WORK REQUEST
Go through the records below line by line, counting those that contain the word "Some"; answer with the count only.

INFORMATION
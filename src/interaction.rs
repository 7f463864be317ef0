use crate::geometry::{contains_point, hit_test_handle, update_drag, update_resize, Handle};
use crate::types::{Float, Point, Rect, Size, Vector};

/// Pointer gesture in progress on the active box
#[derive(Debug, Clone, Copy, PartialEq, Default)]
pub enum InteractionState {
    #[default]
    Idle,
    /// Moving the box, `offset` is the grab point relative to the box origin
    Dragging { offset: Vector },
    Resizing { handle: Handle },
}

/// Bounds and floors applied to pointer gestures
#[derive(Debug, Clone, Copy, PartialEq)]
pub struct InteractionLimits {
    pub viewport: Size,
    pub min_size: Float,
}

impl InteractionState {
    /// Starts a gesture at `point`. Corner handles win over the box interior.
    pub fn begin(point: Point, rect: &Rect, handle_size: Float) -> Self {
        if let Some(handle) = hit_test_handle(point, rect, handle_size) {
            InteractionState::Resizing { handle }
        } else if contains_point(point, rect) {
            InteractionState::Dragging {
                offset: point - rect.origin,
            }
        } else {
            InteractionState::Idle
        }
    }

    pub fn end(self) -> Self {
        InteractionState::Idle
    }

    pub fn is_idle(&self) -> bool {
        matches!(self, InteractionState::Idle)
    }

    /// The rectangle that results from moving the pointer to `point`, `None` while idle
    pub fn update(&self, point: Point, rect: &Rect, limits: &InteractionLimits) -> Option<Rect> {
        match *self {
            InteractionState::Idle => None,
            InteractionState::Dragging { offset } => {
                Some(update_drag(point, offset, rect, limits.viewport))
            }
            InteractionState::Resizing { handle } => Some(update_resize(
                point,
                handle,
                rect,
                limits.viewport,
                limits.min_size,
            )),
        }
    }
}
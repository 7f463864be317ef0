use crate::render::command::RenderCommand;
use crate::render::styling::Styling;

pub struct RenderContext<'a> {
    styling: &'a Styling,
    render_queue: Vec<RenderCommand>,
}

impl<'a> RenderContext<'a> {
    pub fn new(styling: &'a Styling) -> Self {
        Self {
            styling,
            render_queue: vec![],
        }
    }
}

impl RenderContext<'_> {
    pub fn styling(&self) -> &Styling {
        self.styling
    }

    pub fn add_command(&mut self, command: RenderCommand) {
        self.render_queue.push(command);
    }

    pub fn add_commands(&mut self, commands: impl IntoIterator<Item = RenderCommand>) {
        self.render_queue.extend(commands);
    }

    /// Runs `draw` between a `Save` and a matching `Restore`
    pub fn saved(&mut self, draw: impl FnOnce(&mut Self)) {
        self.add_command(RenderCommand::Save);
        draw(self);
        self.add_command(RenderCommand::Restore);
    }

    pub fn render_queue(self) -> Vec<RenderCommand> {
        self.render_queue
    }
}
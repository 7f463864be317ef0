use crate::geometry::{overlap, Handle};
use crate::render::command::RenderCommand;
use crate::render::context::RenderContext;
use crate::render::styling::Styling;
use crate::scene::{BoxName, BoxState, Scene};
use crate::types::{Float, Point, Rect, Size};

/// Parameters of the canvas the scene is drawn on
#[derive(Debug, Clone, Copy, PartialEq)]
pub struct Canvas {
    pub size: Size,
    pub grid_size: Float,
    pub handle_size: Float,
}

/// Builds the draw list for a scene: grid, overlap, both boxes, then the active box's handles.
pub fn render_scene(scene: &Scene, canvas: &Canvas, styling: &Styling) -> Vec<RenderCommand> {
    let mut context = RenderContext::new(styling);
    render_grid(&mut context, canvas);
    if let Some(rect) = overlap(scene.rect(BoxName::Box1), scene.rect(BoxName::Box2)) {
        render_intersection(&mut context, rect);
    }
    for (name, box_state) in scene.boxes() {
        render_box(&mut context, box_state, scene.is_active(name), canvas.handle_size);
    }
    context.render_queue()
}

fn render_grid(context: &mut RenderContext, canvas: &Canvas) {
    let grid_color = context.styling().grid_color;
    let grid_dash = context.styling().grid_dash.clone();
    let (width, height) = (canvas.size.width, canvas.size.height);
    context.saved(|context| {
        context.add_commands([
            RenderCommand::SetStrokeColor(grid_color),
            RenderCommand::SetStrokeWidth(1.0),
            RenderCommand::SetLineDash(grid_dash),
        ]);
        context.add_commands(grid_steps(width, canvas.grid_size).map(|x| RenderCommand::Line {
            start: Point::new(x, 0.0),
            end: Point::new(x, height),
        }));
        context.add_commands(grid_steps(height, canvas.grid_size).map(|y| RenderCommand::Line {
            start: Point::new(0.0, y),
            end: Point::new(width, y),
        }));
    });
}

/// `0, step, 2 * step, ...` up to and including `extent`
fn grid_steps(extent: Float, step: Float) -> impl Iterator<Item = Float> {
    let count = (extent / step).floor() as usize;
    (0..=count).map(move |index| index as Float * step)
}

fn render_intersection(context: &mut RenderContext, rect: Rect) {
    let fill = context.styling().intersection_fill;
    let stroke = context.styling().intersection_stroke;
    let stroke_width = context.styling().stroke_width;
    context.saved(|context| {
        context.add_commands([
            RenderCommand::SetFillColor(fill),
            RenderCommand::FillRect { rect },
            RenderCommand::SetStrokeColor(stroke),
            RenderCommand::SetStrokeWidth(stroke_width),
            RenderCommand::StrokeRect { rect },
        ]);
    });
}

fn render_box(
    context: &mut RenderContext,
    box_state: &BoxState,
    is_active: bool,
    handle_size: Float,
) {
    let styling = context.styling();
    let stroke_width = if is_active {
        styling.active_stroke_width
    } else {
        styling.stroke_width
    };
    let handle_stroke_width = styling.stroke_width;
    let handle_fill = styling.handle_fill;
    let rect = box_state.rect;
    context.saved(|context| {
        context.add_commands([
            RenderCommand::SetFillColor(box_state.fill),
            RenderCommand::FillRect { rect },
            RenderCommand::SetStrokeColor(box_state.stroke),
            RenderCommand::SetStrokeWidth(stroke_width),
            RenderCommand::StrokeRect { rect },
        ]);
        if is_active {
            context.add_commands([
                RenderCommand::SetFillColor(handle_fill),
                RenderCommand::SetStrokeWidth(handle_stroke_width),
            ]);
            for handle in Handle::ALL {
                let rect = handle_rect(handle.corner(&rect), handle_size);
                context.add_commands([
                    RenderCommand::FillRect { rect },
                    RenderCommand::StrokeRect { rect },
                ]);
            }
        }
    });
}

/// Square of side `handle_size` centred on `corner`
fn handle_rect(corner: Point, handle_size: Float) -> Rect {
    let half = handle_size / 2.0;
    Rect::new(
        Point::new(corner.x - half, corner.y - half),
        Size::new(handle_size, handle_size),
    )
}

#[cfg(test)]
mod tests {
    use super::*;
    use crate::types::Color;

    fn box_state(x: Float, y: Float, width: Float, height: Float, color: Color) -> BoxState {
        BoxState::new(
            Rect::new(Point::new(x, y), Size::new(width, height)),
            color,
            color,
        )
    }

    fn canvas() -> Canvas {
        Canvas {
            size: Size::new(200.0, 100.0),
            grid_size: 50.0,
            handle_size: 8.0,
        }
    }

    fn count_lines(commands: &[RenderCommand]) -> usize {
        commands
            .iter()
            .filter(|command| matches!(command, RenderCommand::Line { .. }))
            .count()
    }

    #[test]
    fn test_grid_steps_include_extent() {
        let steps: Vec<_> = grid_steps(200.0, 50.0).collect();
        assert_eq!(vec![0.0, 50.0, 100.0, 150.0, 200.0], steps);
        let steps: Vec<_> = grid_steps(120.0, 50.0).collect();
        assert_eq!(vec![0.0, 50.0, 100.0], steps);
    }

    #[test]
    fn test_saves_and_restores_balance() {
        let scene = Scene::new(
            box_state(0.0, 0.0, 100.0, 100.0, Color::GRAY),
            box_state(50.0, 50.0, 100.0, 50.0, Color::BLACK),
        );
        let commands = render_scene(&scene, &canvas(), &Styling::light());
        let saves = commands.iter().filter(|c| **c == RenderCommand::Save).count();
        let restores = commands.iter().filter(|c| **c == RenderCommand::Restore).count();
        // grid, overlap and two boxes
        assert_eq!(4, saves);
        assert_eq!(saves, restores);
        assert_eq!(5 + 3, count_lines(&commands));
    }

    #[test]
    fn test_overlap_drawn_only_when_boxes_overlap() {
        let styling = Styling::light();
        let overlapping = Scene::new(
            box_state(0.0, 0.0, 100.0, 100.0, Color::GRAY),
            box_state(50.0, 50.0, 100.0, 50.0, Color::BLACK),
        );
        let commands = render_scene(&overlapping, &canvas(), &styling);
        assert!(commands.contains(&RenderCommand::FillRect {
            rect: Rect::new(Point::new(50.0, 50.0), Size::new(50.0, 50.0))
        }));
        assert!(commands.contains(&RenderCommand::SetFillColor(styling.intersection_fill)));

        let apart = Scene::new(
            box_state(0.0, 0.0, 10.0, 10.0, Color::GRAY),
            box_state(150.0, 50.0, 10.0, 10.0, Color::BLACK),
        );
        let commands = render_scene(&apart, &canvas(), &styling);
        assert!(!commands.contains(&RenderCommand::SetFillColor(styling.intersection_fill)));
    }

    #[test]
    fn test_handles_only_on_active_box() {
        let mut scene = Scene::new(
            box_state(0.0, 0.0, 10.0, 10.0, Color::GRAY),
            box_state(150.0, 50.0, 20.0, 20.0, Color::BLACK),
        );
        let southeast_handle_box2 = RenderCommand::FillRect {
            rect: Rect::new(Point::new(166.0, 66.0), Size::new(8.0, 8.0)),
        };
        let commands = render_scene(&scene, &canvas(), &Styling::light());
        assert!(!commands.contains(&southeast_handle_box2));
        assert!(commands.contains(&RenderCommand::SetStrokeWidth(3.0)));

        scene.set_active_box(BoxName::Box2);
        let commands = render_scene(&scene, &canvas(), &Styling::light());
        assert!(commands.contains(&southeast_handle_box2));
    }
}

EXERCISE RESPONSE
4